Joost W. M. Frenken

What is he best known for?

The fields of study he is best known for:

• Thermodynamics
• Oxygen
• Optics

Joost W. M. Frenken spends much of his time researching Scanning tunneling microscope, Nanotechnology, Catalysis, Surface and Condensed matter physics. The study incorporates disciplines such as Scanning probe microscopy, Reaction rate, Transition metal, Catalytic oxidation and Reaction mechanism in addition to Scanning tunneling microscope. His Nanotechnology research includes elements of Graphite, Composite material, Friction force and Cobalt.

His research investigates the connection between Catalysis and topics such as Reactivity that intersect with problems in Oxide. His work in Surface covers topics such as Melting point which are related to areas like Single crystal and Scattering. In his study, Surface diffusion is strongly linked to Chemical physics, which falls under the umbrella field of Palladium.

His most cited work include:

• Superlubricity of Graphite (802 citations)
• Observation of surface melting (517 citations)
• CO oxidation on Pt(110): scanning tunneling microscopy inside a high-pressure flow reactor. (377 citations)

What are the main themes of his work throughout his whole career to date?

His main research concerns Scanning tunneling microscope, Surface, Nanotechnology, Condensed matter physics and Catalysis. His Scanning tunneling microscope research integrates issues from Surface diffusion, Microscope, Scanning probe microscopy, Analytical chemistry and Vacancy defect. His Surface study combines topics from a wide range of disciplines, such as Scattering, Activation energy, Vicinal, Melting point and Crystal.

The Nanotechnology study combines topics in areas such as Graphite and Composite material. His studies in Graphite integrate themes in fields like Tungsten and Superlubricity. His Catalysis research includes themes of Oxide and Chemical engineering.
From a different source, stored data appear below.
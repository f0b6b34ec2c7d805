// ==========================================
// 饲料配方优化系统 - 配方结果
// ==========================================
// 职责: 优化结果（最优配方 / 无可行解报告）
// 红线: Ration 只由成功的优化产生,产生后不可修改
// 红线: 无可行解是正常结果值,不是错误
// ==========================================

use crate::domain::types::{Category, Nutrient, NutrientProfile};
use serde::{Deserialize, Serialize};

// ==========================================
// RationLine - 配方明细行
// ==========================================
#[derive(Debug, Clone, PartialEq, Serialize, Deserialize)]
pub struct RationLine {
    pub ingredient: String,
    pub category: Category,
    pub proportion: f64,        // 质量分数 (0..=1)
    pub cost_contribution: f64, // proportion × cost
}

// ==========================================
// Ration - 最优配方
// ==========================================
#[derive(Debug, Clone, PartialEq, Serialize, Deserialize)]
pub struct Ration {
    lines: Vec<RationLine>,
    total_cost_per_unit_mass: f64,
    nutrient_totals: NutrientProfile,
    display_epsilon: f64,
}

impl Ration {
    /// 仅供优化引擎构造
    pub(crate) fn new(
        lines: Vec<RationLine>,
        total_cost_per_unit_mass: f64,
        nutrient_totals: NutrientProfile,
        display_epsilon: f64,
    ) -> Self {
        Self {
            lines,
            total_cost_per_unit_mass,
            nutrient_totals,
            display_epsilon,
        }
    }

    /// 全部可选原料的比例（含近似为 0 的项,按目录顺序）
    pub fn lines(&self) -> &[RationLine] {
        &self.lines
    }

    /// 显示用明细: 丢弃低于显示阈值的比例
    pub fn significant_lines(&self) -> impl Iterator<Item = &RationLine> {
        let epsilon = self.display_epsilon;
        self.lines.iter().filter(move |l| l.proportion >= epsilon)
    }

    pub fn proportion_of(&self, ingredient: &str) -> Option<f64> {
        self.lines
            .iter()
            .find(|l| l.ingredient == ingredient)
            .map(|l| l.proportion)
    }

    pub fn proportion_sum(&self) -> f64 {
        self.lines.iter().map(|l| l.proportion).sum()
    }

    /// 单位质量总成本（来自目标函数值）
    pub fn total_cost_per_unit_mass(&self) -> f64 {
        self.total_cost_per_unit_mass
    }

    /// 由比例重新计算的营养合计
    pub fn nutrient_totals(&self) -> &NutrientProfile {
        &self.nutrient_totals
    }

    pub fn nutrient_total(&self, nutrient: Nutrient) -> f64 {
        self.nutrient_totals.get(nutrient)
    }

    pub fn display_epsilon(&self) -> f64 {
        self.display_epsilon
    }

    /// 原料成本占比（总成本为 0 时返回 0）
    pub fn cost_share(&self, ingredient: &str) -> Option<f64> {
        let line = self.lines.iter().find(|l| l.ingredient == ingredient)?;
        if self.total_cost_per_unit_mass <= f64::EPSILON {
            return Some(0.0);
        }
        Some(line.cost_contribution / self.total_cost_per_unit_mass)
    }

    /// 类别比例合计（用于饼图/报表）
    pub fn category_share(&self, category: Category) -> f64 {
        self.lines
            .iter()
            .filter(|l| l.category == category)
            .map(|l| l.proportion)
            .sum()
    }
}

// ==========================================
// InfeasibleReason - 无可行解原因
// ==========================================
#[derive(Debug, Clone, Copy, PartialEq, Eq, Serialize, Deserialize)]
#[serde(rename_all = "SCREAMING_SNAKE_CASE")]
pub enum InfeasibleReason {
    NoEligibleIngredients, // 策略过滤后无可选原料
    Infeasible,            // 约束集合无可行点
    Unbounded,             // 目标无界（正常输入下不应出现）
}

// ==========================================
// NutrientShortfall - 单项营养不可达诊断
// ==========================================
// 目标下限高于任一可选原料的含量,任何混合都无法达到
#[derive(Debug, Clone, PartialEq, Serialize, Deserialize)]
pub struct NutrientShortfall {
    pub nutrient: Nutrient,
    pub target: f64,
    pub best_available: f64,
}

// ==========================================
// InfeasibleReport - 无可行解报告
// ==========================================
#[derive(Debug, Clone, PartialEq, Serialize, Deserialize)]
pub struct InfeasibleReport {
    pub reason: InfeasibleReason,
    pub eligible_count: usize,
    pub shortfalls: Vec<NutrientShortfall>,
}

impl InfeasibleReport {
    /// 面向用户的处理建议
    pub fn hint(&self) -> String {
        match self.reason {
            InfeasibleReason::NoEligibleIngredients => {
                "当前策略下没有可选原料，请放宽类别筛选或添加原料".to_string()
            }
            InfeasibleReason::Unbounded => "目标函数无界，请检查原料成本".to_string(),
            InfeasibleReason::Infeasible if !self.shortfalls.is_empty() => {
                let names: Vec<String> = self
                    .shortfalls
                    .iter()
                    .map(|s| format!("{}（目标 {} > 最高 {}）", s.nutrient, s.target, s.best_available))
                    .collect();
                format!("以下营养目标无法达到: {}", names.join("; "))
            }
            InfeasibleReason::Infeasible => {
                "约束无可行解，请降低营养目标、放宽类别上限或添加原料".to_string()
            }
        }
    }
}

// ==========================================
// OptimizationOutcome - 优化结果
// ==========================================
#[derive(Debug, Clone, PartialEq, Serialize, Deserialize)]
#[serde(tag = "status", rename_all = "SCREAMING_SNAKE_CASE")]
pub enum OptimizationOutcome {
    Optimal(Ration),
    Infeasible(InfeasibleReport),
}

impl OptimizationOutcome {
    pub fn is_optimal(&self) -> bool {
        matches!(self, OptimizationOutcome::Optimal(_))
    }

    pub fn ration(&self) -> Option<&Ration> {
        match self {
            OptimizationOutcome::Optimal(ration) => Some(ration),
            OptimizationOutcome::Infeasible(_) => None,
        }
    }

    pub fn into_ration(self) -> Option<Ration> {
        match self {
            OptimizationOutcome::Optimal(ration) => Some(ration),
            OptimizationOutcome::Infeasible(_) => None,
        }
    }

    pub fn infeasible_report(&self) -> Option<&InfeasibleReport> {
        match self {
            OptimizationOutcome::Optimal(_) => None,
            OptimizationOutcome::Infeasible(report) => Some(report),
        }
    }
}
He most often published in these fields:

• Scanning tunneling microscope (27.48%)
• Surface (25.68%)
• Nanotechnology (18.92%)

What were the highlights of his more recent work (between 2011-2020)?

• Catalysis (16.67%)
• Chemical engineering (9.46%)
• Nanotechnology (18.92%)

In recent papers he was focusing on the following fields of study:

His scientific interests lie mostly in Catalysis, Chemical engineering, Nanotechnology, Scanning tunneling microscope and In situ. His Catalysis research incorporates themes from Characterization and High-resolution transmission electron microscopy. His work deals with themes such as Ultra-high vacuum and Oxide, which intersect with Chemical engineering.

His studies deal with areas such as Platinum, Metal and Palladium as well as Nanotechnology. Joost W. M. Frenken has included themes like Chemical physics, Scanning probe microscopy, Adsorption, Analytical chemistry and Vacancy defect in his Scanning tunneling microscope study. His Chemical physics research incorporates elements of Crystallography and Phase.

Between 2011 and 2020, his most popular works were:

• The Active Phase of Palladium during Methane Oxidation. (112 citations)
• Surface science under reaction conditions: CO oxidation on Pt and Pd model catalysts (74 citations)
• Superlubric to stick-slip sliding of incommensurate graphene flakes on graphite (55 citations)

In his most recent research, the most cited papers focused on:

• Thermodynamics
• Oxygen
• Optics

Nanotechnology, Catalysis, Scanning tunneling microscope, X-ray photoelectron spectroscopy and Chemical engineering are his primary areas of study. His Nanotechnology study incorporates themes from Heterogeneous catalysis and Palladium. His Catalysis research is multidisciplinary, incorporating perspectives in Metal and Chemical composition.

Joost W. M. Frenken has researched Scanning tunneling microscope in several fields, including Chemical physics, Crystallography, Chemical vapor deposition and Analytical chemistry. His biological study spans a wide range of topics, including Thin film and Resolution. His Chemical engineering research is multidisciplinary, incorporating elements of Carbon, Organic chemistry, Oxide and Carbon monoxide.